In a series of notes to clients published Monday, KBW analyst Stephen Glagola downgraded Bitfarms (BITF), Bitdeer (BTDR) and HIVE Digital (HIVE) from outperform to market perform. While the shift toward AI and HPC hosting remains strategically attractive, Glagola said the monetization path is burdened by execution risk, long development timelines and heavy capital requirements.
Following the 2024 bitcoin halving and a resulting compression in mining margins, miners are increasingly repositioning themselves as digital infrastructure providers. By repurposing so-called “warm shell” facilities — sites already equipped with high-density power and cooling — companies aim to transform mining operations into AI-ready data centers, swapping volatile block rewards for longer-term enterprise contracts.
The transition, however, is far from straightforward. KBW cautioned that the stringent uptime requirements and upfront investment needed for HPC create a high-stakes divide between operators able to execute successfully and those at risk of being left with underutilized or stranded assets.
Bitfarms: Sharon optimism already priced in
Glagola downgraded Bitfarms to market perform, arguing that the market has largely priced in the upside potential of the company’s 120-megawatt Sharon, Pennsylvania, facility. While the analyst raised his price target to $3.00 from $2.50, he does not expect a binding leasing agreement until the second half of 2026.

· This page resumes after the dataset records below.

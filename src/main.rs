// SPDX-License-Identifier: BUSL-1.1
// Copyright (c) 2026 Alfred Jean LLC

use clap::Parser;
use tracing::error;

use fleet_relay::config::RelayConfig;

#[tokio::main]
async fn main() {
    let config = RelayConfig::parse();
    init_tracing(&config);

    if let Err(e) = fleet_relay::run(config).await {
        error!("fatal: {e:#}");
        std::process::exit(1);
    }
}

/// Initialize the tracing subscriber from config.
///
/// Priority: `--log-level`/`LOG_LEVEL` > bare `RUST_LOG` > default ("info").
fn init_tracing(config: &RelayConfig) {
    use tracing_subscriber::EnvFilter;

    let filter = if std::env::var("LOG_LEVEL").is_err() && config.log_level == "info" {
        EnvFilter::try_from_default_env().unwrap_or_else(|_| EnvFilter::new(&config.log_level))
    } else {
        EnvFilter::try_new(&config.log_level).unwrap_or_else(|_| EnvFilter::new("info"))
    };

    tracing_subscriber::fmt().with_env_filter(filter).init();
}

He also expressed skepticism around Bitfarms’ potential entry into AI cloud services in Washington state and flagged rising leverage as a growing concern. Bitfarms shares were little changed in early trading.
Bitdeer: scale gains, AI clouds uncertainty
Bitdeer was also downgraded, with KBW cutting its price target sharply to $14 from $26.50. While the bank acknowledged that Bitdeer is on track to become one of the largest publicly listed miners by 2026, supported by its vertically integrated Sealminer platform, it warned that the company’s expanding focus on AI cloud services adds meaningful uncertainty.
Glagola cited Bitdeer’s relatively small current scale, concentrated ownership structure and exposure to related-party transactions as reasons to adopt a more cautious stance. Shares were modestly higher at $13.91.
HIVE: Questioning the AI advantage
HIVE Digital saw the steepest reduction in its price target, cut to $3.50 from $11.00, as KBW questioned the durability of the company’s AI cloud strategy. Glagola noted that HIVE’s dependence on partner channels and equipment financing leaves it “sub-optimally positioned” relative to established data center operators.
The bank also highlighted HIVE’s negative pre-tax return on invested capital, suggesting the company is expanding its mining hashrate without generating adequate operating returns in a depressed hashprice environment. HIVE shares were up 0.3% at $3.04 at the time of publication.
Across all three names, KBW’s conclusion was consistent: the shift from bitcoin miner to AI-focused data center operator is capital-intensive, slow to monetize and likely to demand more dilution — and more patience — from investors than the market currently assumes.